Parlons d'innovation avec…

Célia Hodent, consultante en Game UX


Interview du 24 janvier 2019 réalisée par rOmain Thouy à Montpellier


14ème article d'une série d'interviews réalisés sur la gestion de l'innovation dans le domaine des industries créatives (jeux vidéo, films d'animation) de la région Occitanie.

Célia Hodent
Célia Hodent, consultante en game UX (User eXperience), c’est-à-dire en expérience utilisateur appliquée aux jeux vidéo. Célia travaille pour des studios de toute taille, afin de les aider à mettre en place leur stratégie UX, de les accompagner ponctuellement sur un projet, ou pour former leurs équipes.
Célia est auteure du livre "Gamer’s brain : How neuroscience and UX can impact Video Game Design" chez CRC Press.

Formation : Doctorat en psychologie ; spécialiste du développement de l’intelligence chez l’enfant et chez l’adulte. Célia a débuté sa carrière chez VTECH (qui font des jeux électroniques éducatifs pour enfants), puis elle a rejoint Ubisoft en 2008, avant d’aller chez LucasArts, pour enfin rejoindre Epic Games en 2013, où elle a travaillé sur Fortnite, entre autres, avant de se mettre à son compte fin 2017 en tant que consultante en Game UX.
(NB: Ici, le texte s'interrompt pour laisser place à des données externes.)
#[tokio::test(start_paused = true)]
async fn explicit_disconnect_does_not_reconnect() {
    let (client, mut incoming) = scripted_client(ClientConfig::new("irc://test", "alice"));
    let mut events = client.subscribe();
    client.connect();
    let _peer = register(&mut incoming, "batch", "CASEMAPPING=ascii").await;
    wait_for_motd(&mut events).await;

    client.disconnect();
    wait_for_status(&mut events, Status::Disconnected).await;

    let next = tokio::time::timeout(Duration::from_secs(3600), incoming.recv()).await;
    assert!(next.is_err(), "client reconnected after disconnect");
}

#[tokio::test(start_paused = true)]
async fn chathistory_page_in_a_batch() {
    let (client, mut incoming) = scripted_client(ClientConfig::new("irc://test", "alice"));
    let mut events = client.subscribe();
    client.connect();
    let mut peer = register(
        &mut incoming,
        "batch server-time draft/chathistory",
        "CHATHISTORY=50",
    )
    .await;
    wait_for_motd(&mut events).await;

    let before = Utc.with_ymd_and_hms(2024, 1, 2, 0, 0, 0).unwrap();
    let fetch = tokio::spawn({
        let client = client.clone();
        async move { client.fetch_history_before("#chan", before).await }
    });

    let request = peer.recv().await;
    assert_eq!(request.command, "CHATHISTORY");
    assert_eq!(request.param(0), Some("BEFORE"));
    assert_eq!(request.param(1), Some("#chan"));
    assert!(request.param(2).is_some_and(|p| p.starts_with("timestamp=2024-01-02T00:00:00")));
    assert_eq!(request.param(3), Some("50"));

    peer.send(":srv BATCH +h1 chathistory #chan").await;
    peer.send("@batch=h1;time=2024-01-01T10:00:00.000Z :bob!b@h PRIVMSG #chan :one").await;
    // Traffic outside the batch is not part of the page.
    peer.send("@time=2024-01-02T10:00:00.000Z :carol!c@h PRIVMSG #chan :live").await;
    peer.send("@batch=h1;time=2024-01-01T11:00:00.000Z :bob!b@h PRIVMSG #chan :two").await;
    peer.send(":srv BATCH -h1").await;

    let page = fetch.await.expect("task").expect("history page");
    assert!(!page.more);
    let texts: Vec<_> = page.messages.iter().filter_map(Message::last_param).collect();
    assert_eq!(texts, vec!["one", "two"]);
}

#[tokio::test(start_paused = true)]
async fn roundtrip_fails_when_connection_drops() {
    let (client, mut incoming) = scripted_client(ClientConfig::new("irc://test", "alice"));
    let mut events = client.subscribe();
    client.connect();
    let mut peer = register(&mut incoming, "batch", "CASEMAPPING=ascii").await;
    wait_for_motd(&mut events).await;

    let whois = tokio::spawn({
        let client = client.clone();
        async move { client.whois("bob").await }
    });
    peer.expect("WHOIS bob").await;
    drop(peer);

    let err = whois.await.expect("task").unwrap_err();
    assert!(matches!(err, ClientError::ConnectionClosed));
}

/// Answer one CHATHISTORY request with a batch of PRIVMSGs stamped at
/// the given hours of 2024-01-01.
async fn serve_history_page(peer: &mut Peer, batch: &str, hours: &[u32]) -> Message {
    let request = peer.recv().await;
    assert_eq!(request.command, "CHATHISTORY");
    peer.send(&format!(":srv BATCH +{} chathistory #chan", batch)).await;
    for hour in hours {
        peer.send(&format!(
            "@batch={};time=2024-01-01T{:02}:00:00.000Z :bob!b@h PRIVMSG #chan :at {}",
            batch, hour, hour
        ))
        .await;
    }
    peer.send(&format!(":srv BATCH -{}", batch)).await;
    request
}

fn history_config(budget: usize) -> ClientConfig {
    let mut config = ClientConfig::new("irc://test", "alice");
    config.history_page_size = 2;
    config.history_budget = budget;
    config
}

#[tokio::test(start_paused = true)]
async fn chathistory_between_follows_pages() {
    let (client, mut incoming) = scripted_client(history_config(100));
    let mut events = client.subscribe();
    client.connect();
    let mut peer = register(&mut incoming, "batch server-time", "CASEMAPPING=ascii").await;
    wait_for_motd(&mut events).await;

    let after = Utc.with_ymd_and_hms(2024, 1, 1, 0, 0, 0).unwrap();
    let before = Utc.with_ymd_and_hms(2024, 1, 2, 0, 0, 0).unwrap();
    let fetch = tokio::spawn({
        let client = client.clone();
        async move { client.fetch_history_between("#chan", after, before).await }
    });

    let first = serve_history_page(&mut peer, "p1", &[1, 2]).await;
    assert_eq!(first.param(0), Some("BETWEEN"));
    assert_eq!(first.param(2), Some("timestamp=2024-01-01T00:00:00.000Z"));
    assert_eq!(first.param(4), Some("2"));

    // The next page starts at the last timestamp received.
    let second = serve_history_page(&mut peer, "p2", &[3]).await;
    assert_eq!(second.param(2), Some("timestamp=2024-01-01T02:00:00.000Z"));

    let messages = fetch.await.expect("task").expect("history range");
    let texts: Vec<_> = messages.iter().filter_map(Message::last_param).collect();
    assert_eq!(texts, vec!["at 1", "at 2", "at 3"]);
}

#[tokio::test(start_paused = true)]
async fn chathistory_between_respects_budget() {
    let (client, mut incoming) = scripted_client(history_config(3));
    let mut events = client.subscribe();
    client.connect();
    let mut peer = register(&mut incoming, "batch server-time", "CASEMAPPING=ascii").await;
    wait_for_motd(&mut events).await;

    let after = Utc.with_ymd_and_hms(2024, 1, 1, 0, 0, 0).unwrap();
    let before = Utc.with_ymd_and_hms(2024, 1, 2, 0, 0, 0).unwrap();
    let fetch = tokio::spawn({
        let client = client.clone();
        async move { client.fetch_history_between("#chan", after, before).await }
    });

    serve_history_page(&mut peer, "p1", &[1, 2]).await;
    serve_history_page(&mut peer, "p2", &[3, 4]).await;

    let err = fetch.await.expect("task").unwrap_err();
    assert!(matches!(err, ClientError::HistoryBudgetExceeded(3)));
    // No third page is requested.
    peer.expect_silence().await;
}

#[tokio::test(start_paused = true)]
async fn closing_batch_reaches_subscribers() {
    let (client, mut incoming) = scripted_client(ClientConfig::new("irc://test", "alice"));
    let mut events = client.subscribe();
    client.connect();
    let mut peer = register(&mut incoming, "batch", "CASEMAPPING=ascii").await;
    wait_for_motd(&mut events).await;

    peer.send(":srv BATCH +h1 chathistory #chan").await;
    peer.send("@batch=h1 :bob!b@h PRIVMSG #chan :one").await;
    peer.send(":srv BATCH -h1").await;

    let close = loop {
        match events.recv().await.expect("client is alive") {
            Event::Message(inbound) if inbound.message.command == "BATCH" => {
                if inbound.message.param(0) == Some("-h1") {
                    break inbound;
                }
            }
            _ => {}
        }
    };
    let batch = close.closing.as_deref().expect("closed batch is attached");
    assert_eq!(batch.name, "h1");
    assert_eq!(batch.kind, "chathistory");
    assert_eq!(batch.params, vec!["#chan"]);
}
"Le métier que je fais aujourd’hui n’existait pas quand je faisais mes études ; je ne savais pas que je commencerais ma carrière au Canada, puis que je m’installerais aux US et que j’aurais une carrière internationale. Je viens de terminer le livre de François Taddei qui explique qu’il faut former les enfants d’aujourd’hui à des métiers qui n’existent pas encore. C’est un peu mon cas : je venais de la recherche en psychologie de l’enfant et j’ai croisé des gens du jeu vidéo.  J’ai alors compris comment je pouvais appliquer mes connaissance dans la conception d’un jeu vidéo, qu’il y avait un métier qui pouvait se créer autour de cela. C’est bien aussi de ne pas avoir de plan (de carrière) déterminé dès le début, mais de rester ouvert aux opportunités.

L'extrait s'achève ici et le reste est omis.